Por otro lado, aunque ateo, reconozco a Jesucristo como uno de los grandes maestros morales de la historia humana. Su ética —compasión radical, perdón, dignidad del pobre y del marginado— está al nivel de Sócrates (el cuestionamiento racional) y Cicerón (la virtud cívica romana). Forma el tercer pilar judeocristiano de nuestra civilización humanista occidental, junto al legado griego y romano. A él cabe sumar, en un universalismo contemporáneo, a Buda (la compasión iluminada) y Confucio (la armonía social). Celebrar su nacimiento no requiere de ninguna fe sobrenatural ya que consiste en homenajear a una figura que moldeó los valores éticos que sostienen nuestras democracias liberales. Junto al abeto, monto un pequeño belén, aunque las figuras que acompañan al niño Yeshua ben Yosef junto a María, José, el buey, el burro y el ángel, no son las tradicionales sino que son más originales, haciendo referencia a mi propia experiencia personal.

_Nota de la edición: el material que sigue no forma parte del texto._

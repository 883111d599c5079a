//! The bindings an execution can see.
//!
//! A puzzle exposes its API as named capabilities and state values. The
//! [`ContextBuilder`] validates those names and flattens them into an
//! [`ExecutionContext`]: two index-aligned sequences that become the formal
//! parameters and arguments of the synthesized entry function. Nothing else
//! from the host is reachable by executed code.

use std::sync::Arc;

use super::generation::GenerationLease;
use crate::error::ConstructionError;
use crate::evaluator::{HostFunction, Value};
use crate::script::lexer::KEYWORDS;

/// Words that can never be binding names, beyond the script keywords.
const RESERVED_WORDS: &[&str] = &[
    "case",
    "class",
    "debugger",
    "default",
    "delete",
    "enum",
    "export",
    "extends",
    "import",
    "instanceof",
    "super",
    "switch",
    "this",
    "void",
    "with",
    "yield",
    "implements",
    "interface",
    "package",
    "private",
    "protected",
    "public",
    "static",
    "arguments",
    "eval",
];

pub fn is_reserved_word(name: &str) -> bool {
    KEYWORDS.contains(&name) || RESERVED_WORDS.contains(&name)
}

pub fn is_identifier(name: &str) -> bool {
    let mut chars = name.chars();
    match chars.next() {
        Some(c) if c.is_ascii_alphabetic() || c == '_' || c == '$' => {}
        _ => return false,
    }
    chars.all(|c| c.is_ascii_alphanumeric() || c == '_' || c == '$')
}

/// Anything that can contribute bindings for an attempt.
///
/// The lease is the attempt's generation; capabilities with effects should
/// refuse once it goes stale.
pub trait CapabilitySet: Send + Sync {
    fn bindings(&self, lease: &GenerationLease) -> Vec<(String, Value)>;
}

/// Collects bindings and validates them on [`build`](Self::build).
#[derive(Clone, Default)]
pub struct ContextBuilder {
    entries: Vec<(String, Value)>,
    lease: Option<GenerationLease>,
}

impl ContextBuilder {
    pub fn new() -> Self {
        Self::default()
    }

    /// Bind a value (puzzle state, a shared array, an object of functions).
    pub fn value(mut self, name: impl Into<String>, value: impl Into<Value>) -> Self {
        self.entries.push((name.into(), value.into()));
        self
    }

    /// Bind a host function.
    pub fn capability(mut self, name: impl Into<String>, function: Arc<dyn HostFunction>) -> Self {
        self.entries.push((name.into(), Value::host(function)));
        self
    }

    pub fn extend<I, K>(mut self, bindings: I) -> Self
    where
        I: IntoIterator<Item = (K, Value)>,
        K: Into<String>,
    {
        self.entries
            .extend(bindings.into_iter().map(|(k, v)| (k.into(), v)));
        self
    }

    /// Add every binding from `set`, generated for `lease`.
    pub fn capabilities(self, set: &dyn CapabilitySet, lease: &GenerationLease) -> Self {
        self.extend(set.bindings(lease))
    }

    /// Attach the attempt's lease; the interpreter unwinds once it goes stale.
    pub fn lease(mut self, lease: GenerationLease) -> Self {
        self.lease = Some(lease);
        self
    }

    /// Validate names and produce the context. The builder can be reused;
    /// building twice yields equal pairs sharing the same host functions.
    pub fn build(&self) -> Result<ExecutionContext, ConstructionError> {
        let mut names: Vec<String> = Vec::with_capacity(self.entries.len());
        let mut values = Vec::with_capacity(self.entries.len());
        for (name, value) in &self.entries {
            if !is_identifier(name) {
                return Err(ConstructionError::InvalidIdentifier(name.clone()));
            }
            if is_reserved_word(name) {
                return Err(ConstructionError::ReservedWord(name.clone()));
            }
            if names.iter().any(|existing| existing == name) {
                return Err(ConstructionError::DuplicateBinding(name.clone()));
            }
            names.push(name.clone());
            values.push(value.clone());
        }
        Ok(ExecutionContext {
            names,
            values,
            lease: self.lease.clone(),
        })
    }
}

/// Ordered name/value bindings for one execution.
#[derive(Debug, Clone, Default)]
pub struct ExecutionContext {
    names: Vec<String>,
    values: Vec<Value>,
    lease: Option<GenerationLease>,
}

impl ExecutionContext {
    /// A context with no bindings.
    pub fn empty() -> Self {
        Self::default()
    }

    pub fn builder() -> ContextBuilder {
        ContextBuilder::new()
    }

    pub fn names(&self) -> &[String] {
        &self.names
    }

    pub fn values(&self) -> &[Value] {
        &self.values
    }

    pub fn len(&self) -> usize {
        self.names.len()
    }

    pub fn is_empty(&self) -> bool {
        self.names.is_empty()
    }

    pub fn get(&self, name: &str) -> Option<&Value> {
        self.names
            .iter()
            .position(|n| n == name)
            .map(|i| &self.values[i])
    }

    pub fn lease(&self) -> Option<&GenerationLease> {
        self.lease.as_ref()
    }

    pub fn iter(&self) -> impl Iterator<Item = (&str, &Value)> {
        self.names
            .iter()
            .map(String::as_str)
            .zip(self.values.iter())
    }

    pub fn into_parts(self) -> (Vec<String>, Vec<Value>, Option<GenerationLease>) {
        (self.names, self.values, self.lease)
    }
}

#[cfg(test)]
mod tests {
    use super::*;
    use crate::evaluator::sync_fn;

    #[test]
    fn test_build_preserves_order_and_alignment() {
        let ctx = ContextBuilder::new()
            .value("ropeLength", 10)
            .value("label", "rope")
            .build()
            .unwrap();
        assert_eq!(ctx.names(), &["ropeLength".to_string(), "label".to_string()]);
        assert_eq!(ctx.get("label"), Some(&Value::from("rope")));
        assert_eq!(ctx.len(), 2);
    }

    #[test]
    fn test_building_twice_shares_host_functions() {
        let add_cut = sync_fn("addCut", |_| Ok(Value::Undefined));
        let builder = ContextBuilder::new()
            .capability("addCut", add_cut)
            .value("ropeLength", 10);
        let first = builder.build().unwrap();
        let second = builder.build().unwrap();
        assert_eq!(first.names(), second.names());
        for (a, b) in first.values().iter().zip(second.values()) {
            assert!(a.strict_equals(b));
        }
    }

    #[test]
    fn test_rejects_bad_names() {
        let err = ContextBuilder::new().value("rope-length", 1).build().unwrap_err();
        assert_eq!(err, ConstructionError::InvalidIdentifier("rope-length".into()));

        let err = ContextBuilder::new().value("class", 1).build().unwrap_err();
        assert_eq!(err, ConstructionError::ReservedWord("class".into()));

        let err = ContextBuilder::new().value("await", 1).build().unwrap_err();
        assert_eq!(err, ConstructionError::ReservedWord("await".into()));

        let err = ContextBuilder::new()
            .value("cuts", 1)
            .value("cuts", 2)
            .build()
            .unwrap_err();
        assert_eq!(err, ConstructionError::DuplicateBinding("cuts".into()));
    }

    #[test]
    fn test_empty_context_is_valid() {
        let ctx = ContextBuilder::new().build().unwrap();
        assert!(ctx.is_empty());
        let (names, values, lease) = ctx.into_parts();
        assert!(names.is_empty() && values.is_empty() && lease.is_none());
    }
}
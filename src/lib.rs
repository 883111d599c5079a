//! # blockrun — execution core for block-coding puzzles
//!
//! Learners assemble blocks that compile to a small JavaScript-like script.
//! `blockrun` runs that script inside a bounded, time-limited, cancellable
//! interpreter, with nothing visible to it but the bindings the puzzle
//! chooses to expose:
//!
//! - **Context building**: capabilities and state values become a flat,
//!   validated set of bindings ([`ContextBuilder`]).
//! - **Execution**: the script becomes the body of a strict async function
//!   whose parameters are those bindings, run by an async tree-walking
//!   interpreter ([`ExecutionRunner`]).
//! - **Racing**: every execution is raced against a caller-owned
//!   [`TimeoutSignal`]. The loser is abandoned, not killed: a generation
//!   lease makes its capabilities refuse and its interpreter unwind.
//! - **Attempts**: the [`Orchestrator`] owns timeouts, "stop", generation
//!   bumping and learner-facing [`Feedback`].
//!
//! # Quick Start
//!
//! ```rust,no_run
//! use blockrun::{Orchestrator, RopeBoard, SourceUnit};
//!
//! #[tokio::main]
//! async fn main() {
//!     let orchestrator = Orchestrator::default();
//!     let board = RopeBoard::new(10.0);
//!     let report = orchestrator
//!         .run(&SourceUnit::new("await addCut(5); return cuts();"), &[&board])
//!         .await;
//!     println!("{}", report.feedback.message());
//! }
//! ```
//!
//! # Feature Flags
//!
//! | Flag | Description |
//! |------|-------------|
//! | `cli` | Builds the `blockrun` binary (clap, anyhow, tracing-subscriber) |

pub mod capabilities;
pub mod config;
pub mod core;
pub mod error;
pub mod evaluator;
pub mod orchestrator;
pub mod sandbox;
pub mod script;

pub use crate::capabilities::{RopeBoard, StandardCapabilities};
pub use crate::config::{ConfigFormat, EngineConfig};
pub use crate::core::{
    CapabilitySet, ContextBuilder, DiagnosticLevel, DiagnosticRecord, DiagnosticSink,
    ExecutionContext, FakeIdGenerator, GenerationCounter, GenerationLease, IdGenerator,
    MemorySink, RealIdGenerator, SignalFired, TimeoutSignal, TracingSink,
};
pub use crate::error::{ConfigError, ConstructionError, ExecutionError, ExecutionOutcome};
pub use crate::evaluator::{host_fn, sync_fn, HostError, HostFunction, HostResult, Value};
pub use crate::orchestrator::{Attempt, AttemptReport, Feedback, Orchestrator, OrchestratorConfig};
pub use crate::sandbox::{
    AbandonPolicy, CodeRunner, ExecutionRunner, ExecutionStats, RunnerConfig, SourceUnit,
};
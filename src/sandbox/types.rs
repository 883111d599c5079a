use serde::{Deserialize, Serialize};
use std::time::Duration;

use crate::core::{ExecutionContext, TimeoutSignal};
use crate::error::{ConstructionError, ExecutionOutcome};
use crate::evaluator::Limits;

// ================================
// CodeRunner Trait
// ================================

/// Execution interface the orchestrator drives.
///
/// [`ExecutionRunner`](super::ExecutionRunner) is the built-in implementation;
/// tests and embedders can substitute their own.
#[async_trait::async_trait]
pub trait CodeRunner: Send + Sync {
    /// Run `source` with `context` as its only bindings, racing `signal`.
    ///
    /// Never panics: every failure mode is an [`ExecutionError`](crate::error::ExecutionError).
    async fn execute(
        &self,
        source: &SourceUnit,
        context: ExecutionContext,
        signal: TimeoutSignal,
    ) -> ExecutionOutcome;

    /// Check that `source` would be accepted, without running it.
    async fn validate(&self, source: &SourceUnit) -> Result<(), ConstructionError> {
        let _ = source;
        Ok(())
    }

    /// Get execution statistics
    async fn get_stats(&self) -> ExecutionStats {
        ExecutionStats::default()
    }
}

// ================================
// Source
// ================================

/// Instrumented script text produced by the block compiler.
///
/// Parsed as the body of an async function; nothing is checked before
/// [`CodeRunner::execute`] or [`CodeRunner::validate`].
#[derive(Debug, Clone, PartialEq, Eq)]
pub struct SourceUnit {
    code: String,
}

impl SourceUnit {
    pub fn new(code: impl Into<String>) -> Self {
        Self { code: code.into() }
    }

    pub fn code(&self) -> &str {
        &self.code
    }

    /// Length in bytes.
    pub fn len(&self) -> usize {
        self.code.len()
    }

    pub fn is_empty(&self) -> bool {
        self.code.trim().is_empty()
    }
}

impl From<&str> for SourceUnit {
    fn from(code: &str) -> Self {
        Self::new(code)
    }
}

impl From<String> for SourceUnit {
    fn from(code: String) -> Self {
        Self::new(code)
    }
}

// ================================
// Config
// ================================

/// What happens to the execution task once the signal wins the race.
#[derive(Debug, Clone, Copy, PartialEq, Eq, Default, Serialize, Deserialize)]
#[serde(rename_all = "lowercase")]
pub enum AbandonPolicy {
    /// Stop awaiting; the task unwinds at its next yield point.
    #[default]
    Detach,
    /// Also abort the task at its next `.await`.
    Abort,
}

/// Runner configuration
#[derive(Debug, Clone, PartialEq, Serialize, Deserialize)]
#[serde(default)]
pub struct RunnerConfig {
    /// Max source length in bytes
    pub max_code_length: usize,

    /// Interpreter steps between cooperative yields
    pub yield_interval: u64,

    /// Step budget per execution (`None` = unbounded)
    pub max_steps: Option<u64>,

    /// Max script call depth
    pub max_call_depth: usize,

    /// Abandonment policy
    pub abandon: AbandonPolicy,

    /// Expose `Math`, `Error` and the other language intrinsics
    pub intrinsics: bool,
}

impl Default for RunnerConfig {
    fn default() -> Self {
        let limits = Limits::default();
        Self {
            max_code_length: 1_000_000, // 1MB
            yield_interval: limits.yield_interval,
            max_steps: limits.max_steps,
            max_call_depth: limits.max_call_depth,
            abandon: AbandonPolicy::Detach,
            intrinsics: true,
        }
    }
}

impl RunnerConfig {
    pub fn limits(&self) -> Limits {
        Limits {
            max_call_depth: self.max_call_depth,
            max_steps: self.max_steps,
            yield_interval: self.yield_interval.max(1),
        }
    }
}

// ================================
// Stats
// ================================

/// Runner statistics
#[derive(Debug, Clone, Default, PartialEq, Serialize)]
pub struct ExecutionStats {
    /// Total executions
    pub total_executions: u64,

    /// Executions that returned a value
    pub successful_executions: u64,

    /// Executions that ended in any error, timeouts included
    pub failed_executions: u64,

    /// Executions cut off by the timeout signal
    pub timed_out_executions: u64,

    /// Average execution time
    pub avg_execution_time: Duration,
}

Por último, la pensadora judía alemana Hannah Arendt, en La condición humana y en su tesis doctoral reelaborada El concepto de amor en San Agustín, reinterpreta el mensaje cristiano para defender la natalidad como hecho humano clave. El nacimiento —simbolizado paradigmáticamente en la Navidad— representa la capacidad de iniciar algo nuevo, de romper con lo determinado, de crear novedad en un mundo de rutinas y fatalidades. Frente a la antropología tenebrosa de su maestro Martin Heidegger, centrada en la angustia ante la muerte, Arendt propone una visión optimista en la que lo humano no es la conciencia de la finitud, sino la conciencia de estar vivos, la esperanza y la vocación de trascendencia. Esa trascendencia puede ser natural, secular de diversos modos, de lo artístico a lo político pasando por lo familiar. La Navidad celebra exactamente a un niño que irrumpe en el mundo trayendo posibilidad, luz en la oscuridad, comienzo inesperado. Un niño que tampoco hay que entender de manera literal, ya que cualquiera, sea su edad la que sea, puede hacer emerger ese niño primordial que constituye nuestra naturaleza humana: inquisitivo, esperanzado, optimista, curioso, creador.

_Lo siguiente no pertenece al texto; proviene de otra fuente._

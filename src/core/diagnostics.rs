//! Where executed code's `console` output goes.
//!
//! Executed code never touches the host's stdout. Its `console.*` calls are
//! turned into [`DiagnosticRecord`]s and handed to a [`DiagnosticSink`],
//! which the host can filter, capture, or forward to `tracing`.

use std::sync::Arc;

use chrono::{DateTime, Utc};
use parking_lot::Mutex;
use serde::{Deserialize, Serialize};

#[derive(Debug, Clone, Copy, PartialEq, Eq, PartialOrd, Ord, Hash, Serialize, Deserialize)]
#[serde(rename_all = "lowercase")]
pub enum DiagnosticLevel {
    Log,
    Info,
    Warn,
    Error,
}

impl DiagnosticLevel {
    pub fn as_str(&self) -> &'static str {
        match self {
            DiagnosticLevel::Log => "log",
            DiagnosticLevel::Info => "info",
            DiagnosticLevel::Warn => "warn",
            DiagnosticLevel::Error => "error",
        }
    }
}

#[derive(Debug, Clone, Serialize, Deserialize)]
pub struct DiagnosticRecord {
    pub level: DiagnosticLevel,
    pub message: String,
    pub timestamp: DateTime<Utc>,
}

impl DiagnosticRecord {
    pub fn new(level: DiagnosticLevel, message: impl Into<String>) -> Self {
        Self {
            level,
            message: message.into(),
            timestamp: Utc::now(),
        }
    }
}

pub trait DiagnosticSink: Send + Sync {
    fn emit(&self, record: DiagnosticRecord);
}

/// Forwards records to `tracing` under the `blockrun::script` target.
#[derive(Debug, Default, Clone, Copy)]
pub struct TracingSink;

impl DiagnosticSink for TracingSink {
    fn emit(&self, record: DiagnosticRecord) {
        match record.level {
            DiagnosticLevel::Log | DiagnosticLevel::Info => {
                tracing::info!(target: "blockrun::script", kind = record.level.as_str(), "{}", record.message)
            }
            DiagnosticLevel::Warn => {
                tracing::warn!(target: "blockrun::script", "{}", record.message)
            }
            DiagnosticLevel::Error => {
                tracing::error!(target: "blockrun::script", "{}", record.message)
            }
        }
    }
}

/// Keeps every record in memory.
#[derive(Debug, Default)]
pub struct MemorySink {
    records: Mutex<Vec<DiagnosticRecord>>,
}

impl MemorySink {
    pub fn new() -> Self {
        Self::default()
    }

    pub fn records(&self) -> Vec<DiagnosticRecord> {
        self.records.lock().clone()
    }

    pub fn messages(&self) -> Vec<String> {
        self.records
            .lock()
            .iter()
            .map(|r| r.message.clone())
            .collect()
    }

    pub fn clear(&self) {
        self.records.lock().clear();
    }
}

impl DiagnosticSink for MemorySink {
    fn emit(&self, record: DiagnosticRecord) {
        self.records.lock().push(record);
    }
}

type Predicate = Box<dyn Fn(&DiagnosticRecord) -> bool + Send + Sync>;

/// Drops records rejected by any of its predicates before forwarding.
pub struct FilteredSink {
    inner: Arc<dyn DiagnosticSink>,
    predicates: Vec<Predicate>,
}

impl FilteredSink {
    pub fn new(inner: Arc<dyn DiagnosticSink>) -> Self {
        Self {
            inner,
            predicates: Vec::new(),
        }
    }

    /// Keep only records for which `keep` returns `true`.
    pub fn filter<F>(mut self, keep: F) -> Self
    where
        F: Fn(&DiagnosticRecord) -> bool + Send + Sync + 'static,
    {
        self.predicates.push(Box::new(keep));
        self
    }

    pub fn min_level(self, level: DiagnosticLevel) -> Self {
        self.filter(move |record| record.level >= level)
    }

    /// Drop records whose message contains `pattern`.
    pub fn suppress_containing(self, pattern: impl Into<String>) -> Self {
        let pattern = pattern.into();
        self.filter(move |record| !record.message.contains(&pattern))
    }
}

impl DiagnosticSink for FilteredSink {
    fn emit(&self, record: DiagnosticRecord) {
        if self.predicates.iter().all(|keep| keep(&record)) {
            self.inner.emit(record);
        }
    }
}

#[cfg(test)]
mod tests {
    use super::*;

    #[test]
    fn test_memory_sink_captures_in_order() {
        let sink = MemorySink::new();
        sink.emit(DiagnosticRecord::new(DiagnosticLevel::Log, "first"));
        sink.emit(DiagnosticRecord::new(DiagnosticLevel::Error, "second"));
        assert_eq!(sink.messages(), vec!["first", "second"]);
        sink.clear();
        assert!(sink.records().is_empty());
    }

    #[test]
    fn test_filtered_sink_applies_every_predicate() {
        let memory = Arc::new(MemorySink::new());
        let sink = FilteredSink::new(memory.clone())
            .min_level(DiagnosticLevel::Info)
            .suppress_containing("deprecated");

        sink.emit(DiagnosticRecord::new(DiagnosticLevel::Log, "chatty"));
        sink.emit(DiagnosticRecord::new(DiagnosticLevel::Warn, "deprecated block"));
        sink.emit(DiagnosticRecord::new(DiagnosticLevel::Warn, "rope is short"));

        assert_eq!(memory.messages(), vec!["rope is short"]);
    }
}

Preciado ve en la Navidad solo opresión y vacío. Escribe «Cuando uno es queer o trans en una familia cristiana, la Navidad es el momento del gran renegar de sí mismo». Y de un trauma personal extrae una jeremiada cultural. Pero no hace nada para realizar el espíritu de alegría original y solidaridad auténtica que subyace a la Navidad, sino que se reboza gozosamente en su propia angustia heideggeriana y resentimiento butleriano. Yo veo en la Navidad, por el contrario, una afirmación pagana y humanista a fuer de cristiana porque nos habla de resistencia a la oscuridad invernal, celebración de la familia como refugio y homenaje a un maestro ético universal. También, recordatorio de que cada nacimiento —cada bebé, cada nuevo año, cada nueva generación— supone una oportunidad de renovación. No es, por tanto, consumismo obligatorio, sino que puede ser un consumo sobrio, reflexivo, alegre y elegante, sin hipocresía. Preciado podría preguntar al dueño de la tienda de ultramarinos de mi barrio si le parecen bien las compras navideñas.

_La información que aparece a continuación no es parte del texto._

//! Runtime values seen by executed code.

use std::fmt;
use std::sync::Arc;

use parking_lot::Mutex;
use serde_json::Value as JsonValue;

use super::host::HostFunction;
use super::intrinsics::Intrinsic;
use super::scope::Scope;
use super::type_coercion::{number_to_string, to_string};
use crate::script::FunctionDecl;

/// JSON conversion stops descending past this depth.
const MAX_JSON_DEPTH: usize = 64;

/// The built-in error families scripts can construct and catch.
#[derive(Debug, Clone, Copy, PartialEq, Eq, Hash)]
pub enum ErrorKind {
    Error,
    TypeError,
    RangeError,
    ReferenceError,
    SyntaxError,
}

impl ErrorKind {
    pub fn name(&self) -> &'static str {
        match self {
            ErrorKind::Error => "Error",
            ErrorKind::TypeError => "TypeError",
            ErrorKind::RangeError => "RangeError",
            ErrorKind::ReferenceError => "ReferenceError",
            ErrorKind::SyntaxError => "SyntaxError",
        }
    }
}

#[derive(Debug, Clone, PartialEq)]
pub struct ErrorObject {
    pub kind: ErrorKind,
    pub message: String,
}

/// Insertion-ordered string-keyed properties.
#[derive(Debug, Clone, Default)]
pub struct PropertyMap {
    entries: Vec<(String, Value)>,
}

impl PropertyMap {
    pub fn new() -> Self {
        Self::default()
    }

    pub fn get(&self, key: &str) -> Option<&Value> {
        self.entries.iter().find(|(k, _)| k == key).map(|(_, v)| v)
    }

    pub fn set(&mut self, key: impl Into<String>, value: Value) {
        let key = key.into();
        match self.entries.iter_mut().find(|(k, _)| *k == key) {
            Some(slot) => slot.1 = value,
            None => self.entries.push((key, value)),
        }
    }

    pub fn contains_key(&self, key: &str) -> bool {
        self.entries.iter().any(|(k, _)| k == key)
    }

    pub fn keys(&self) -> Vec<String> {
        self.entries.iter().map(|(k, _)| k.clone()).collect()
    }

    pub fn iter(&self) -> impl Iterator<Item = (&String, &Value)> {
        self.entries.iter().map(|(k, v)| (k, v))
    }

    pub fn len(&self) -> usize {
        self.entries.len()
    }

    pub fn is_empty(&self) -> bool {
        self.entries.is_empty()
    }
}

impl<K: Into<String>> FromIterator<(K, Value)> for PropertyMap {
    fn from_iter<I: IntoIterator<Item = (K, Value)>>(iter: I) -> Self {
        let mut map = PropertyMap::new();
        for (k, v) in iter {
            map.set(k, v);
        }
        map
    }
}

/// A script function together with the scope it closes over.
pub struct Closure {
    pub decl: Arc<FunctionDecl>,
    pub scope: Scope,
}

/// Anything executed code can call.
#[derive(Clone)]
pub enum Callable {
    Host(Arc<dyn HostFunction>),
    Script(Arc<Closure>),
    Intrinsic(Intrinsic),
}

impl Callable {
    pub fn name(&self) -> &str {
        match self {
            Callable::Host(f) => f.name(),
            Callable::Script(closure) => closure.decl.name.as_deref().unwrap_or(""),
            Callable::Intrinsic(intrinsic) => intrinsic.name(),
        }
    }

    /// Reference identity; two intrinsics are the same if they do the same thing.
    pub fn same(&self, other: &Callable) -> bool {
        match (self, other) {
            (Callable::Host(a), Callable::Host(b)) => Arc::ptr_eq(a, b),
            (Callable::Script(a), Callable::Script(b)) => Arc::ptr_eq(a, b),
            (Callable::Intrinsic(a), Callable::Intrinsic(b)) => a == b,
            _ => false,
        }
    }
}

/// A dynamically typed script value.
///
/// Arrays and objects are shared references: copying a `Value` aliases
/// the same storage, matching how scripts observe mutation.
#[derive(Clone)]
pub enum Value {
    Undefined,
    Null,
    Bool(bool),
    Number(f64),
    String(String),
    Array(Arc<Mutex<Vec<Value>>>),
    Object(Arc<Mutex<PropertyMap>>),
    Function(Callable),
    Error(Arc<ErrorObject>),
}

impl Value {
    pub fn array(items: Vec<Value>) -> Self {
        Value::Array(Arc::new(Mutex::new(items)))
    }

    pub fn object(properties: PropertyMap) -> Self {
        Value::Object(Arc::new(Mutex::new(properties)))
    }

    pub fn error(kind: ErrorKind, message: impl Into<String>) -> Self {
        Value::Error(Arc::new(ErrorObject {
            kind,
            message: message.into(),
        }))
    }

    pub fn host(function: Arc<dyn HostFunction>) -> Self {
        Value::Function(Callable::Host(function))
    }

    pub fn is_undefined(&self) -> bool {
        matches!(self, Value::Undefined)
    }

    pub fn as_f64(&self) -> Option<f64> {
        match self {
            Value::Number(n) => Some(*n),
            _ => None,
        }
    }

    pub fn as_str(&self) -> Option<&str> {
        match self {
            Value::String(s) => Some(s),
            _ => None,
        }
    }

    pub fn as_error(&self) -> Option<&ErrorObject> {
        match self {
            Value::Error(err) => Some(err),
            _ => None,
        }
    }

    /// Strict (`===`) equality: reference identity for shared values.
    pub fn strict_equals(&self, other: &Value) -> bool {
        match (self, other) {
            (Value::Undefined, Value::Undefined) | (Value::Null, Value::Null) => true,
            (Value::Bool(a), Value::Bool(b)) => a == b,
            (Value::Number(a), Value::Number(b)) => a == b,
            (Value::String(a), Value::String(b)) => a == b,
            (Value::Array(a), Value::Array(b)) => Arc::ptr_eq(a, b),
            (Value::Object(a), Value::Object(b)) => Arc::ptr_eq(a, b),
            (Value::Function(a), Value::Function(b)) => a.same(b),
            (Value::Error(a), Value::Error(b)) => Arc::ptr_eq(a, b),
            _ => false,
        }
    }

    /// Build a value from JSON, e.g. puzzle state loaded by the host.
    pub fn from_json(json: &JsonValue) -> Self {
        match json {
            JsonValue::Null => Value::Null,
            JsonValue::Bool(b) => Value::Bool(*b),
            JsonValue::Number(n) => Value::Number(n.as_f64().unwrap_or(f64::NAN)),
            JsonValue::String(s) => Value::String(s.clone()),
            JsonValue::Array(items) => Value::array(items.iter().map(Value::from_json).collect()),
            JsonValue::Object(map) => Value::object(
                map.iter()
                    .map(|(k, v)| (k.clone(), Value::from_json(v)))
                    .collect(),
            ),
        }
    }

    /// Snapshot a value as JSON. Functions and `undefined` become `null`,
    /// errors become `{name, message}`, non-finite numbers become `null`.
    pub fn to_json(&self) -> JsonValue {
        self.to_json_at(0)
    }

    fn to_json_at(&self, depth: usize) -> JsonValue {
        if depth > MAX_JSON_DEPTH {
            return JsonValue::Null;
        }
        match self {
            Value::Undefined | Value::Null | Value::Function(_) => JsonValue::Null,
            Value::Bool(b) => JsonValue::Bool(*b),
            Value::Number(n) => {
                if n.fract() == 0.0 && n.abs() < 9.0e15 {
                    JsonValue::from(*n as i64)
                } else {
                    serde_json::Number::from_f64(*n)
                        .map(JsonValue::Number)
                        .unwrap_or(JsonValue::Null)
                }
            }
            Value::String(s) => JsonValue::String(s.clone()),
            Value::Array(items) => {
                let items = items.lock().clone();
                JsonValue::Array(items.iter().map(|v| v.to_json_at(depth + 1)).collect())
            }
            Value::Object(props) => {
                let props = props.lock().clone();
                JsonValue::Object(
                    props
                        .iter()
                        .map(|(k, v)| (k.clone(), v.to_json_at(depth + 1)))
                        .collect(),
                )
            }
            Value::Error(err) => serde_json::json!({
                "name": err.kind.name(),
                "message": err.message,
            }),
        }
    }
}

impl PartialEq for Value {
    fn eq(&self, other: &Self) -> bool {
        self.strict_equals(other)
    }
}

impl fmt::Debug for Value {
    fn fmt(&self, f: &mut fmt::Formatter<'_>) -> fmt::Result {
        match self {
            Value::Undefined => write!(f, "undefined"),
            Value::Null => write!(f, "null"),
            Value::Bool(b) => write!(f, "{}", b),
            Value::Number(n) => write!(f, "{}", number_to_string(*n)),
            Value::String(s) => write!(f, "{:?}", s),
            Value::Array(_) | Value::Object(_) => write!(f, "{}", self.to_json()),
            Value::Function(callable) => write!(f, "[Function {}]", callable.name()),
            Value::Error(err) => write!(f, "{}: {}", err.kind.name(), err.message),
        }
    }
}

impl fmt::Display for Value {
    fn fmt(&self, f: &mut fmt::Formatter<'_>) -> fmt::Result {
        f.write_str(&to_string(self))
    }
}

impl From<f64> for Value {
    fn from(n: f64) -> Self {
        Value::Number(n)
    }
}

impl From<i32> for Value {
    fn from(n: i32) -> Self {
        Value::Number(n as f64)
    }
}

impl From<i64> for Value {
    fn from(n: i64) -> Self {
        Value::Number(n as f64)
    }
}

impl From<usize> for Value {
    fn from(n: usize) -> Self {
        Value::Number(n as f64)
    }
}

impl From<bool> for Value {
    fn from(b: bool) -> Self {
        Value::Bool(b)
    }
}

impl From<&str> for Value {
    fn from(s: &str) -> Self {
        Value::String(s.to_string())
    }
}

impl From<String> for Value {
    fn from(s: String) -> Self {
        Value::String(s)
    }
}

impl From<Vec<Value>> for Value {
    fn from(items: Vec<Value>) -> Self {
        Value::array(items)
    }
}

En tiempos de pesimismo epocal, polarización política y crisis civilizatoria, necesitamos más que nunca símbolos de esperanza y novedad. La Navidad, despojada de sus excesos comerciales y su impostada banalidad del bien, ofrece luz contra oscuridad, nacimiento contra muerte, comunidad contra soledad.

Estimado lector, feliz Navidad. Que el 2026 traiga nuevos comienzos. Pero no los espere, cree usted mismo esos preciados momentos que luego viven en el recuerdo y que hacen que la vida no sea un mero hecho, sino un extraordinario acontecimiento.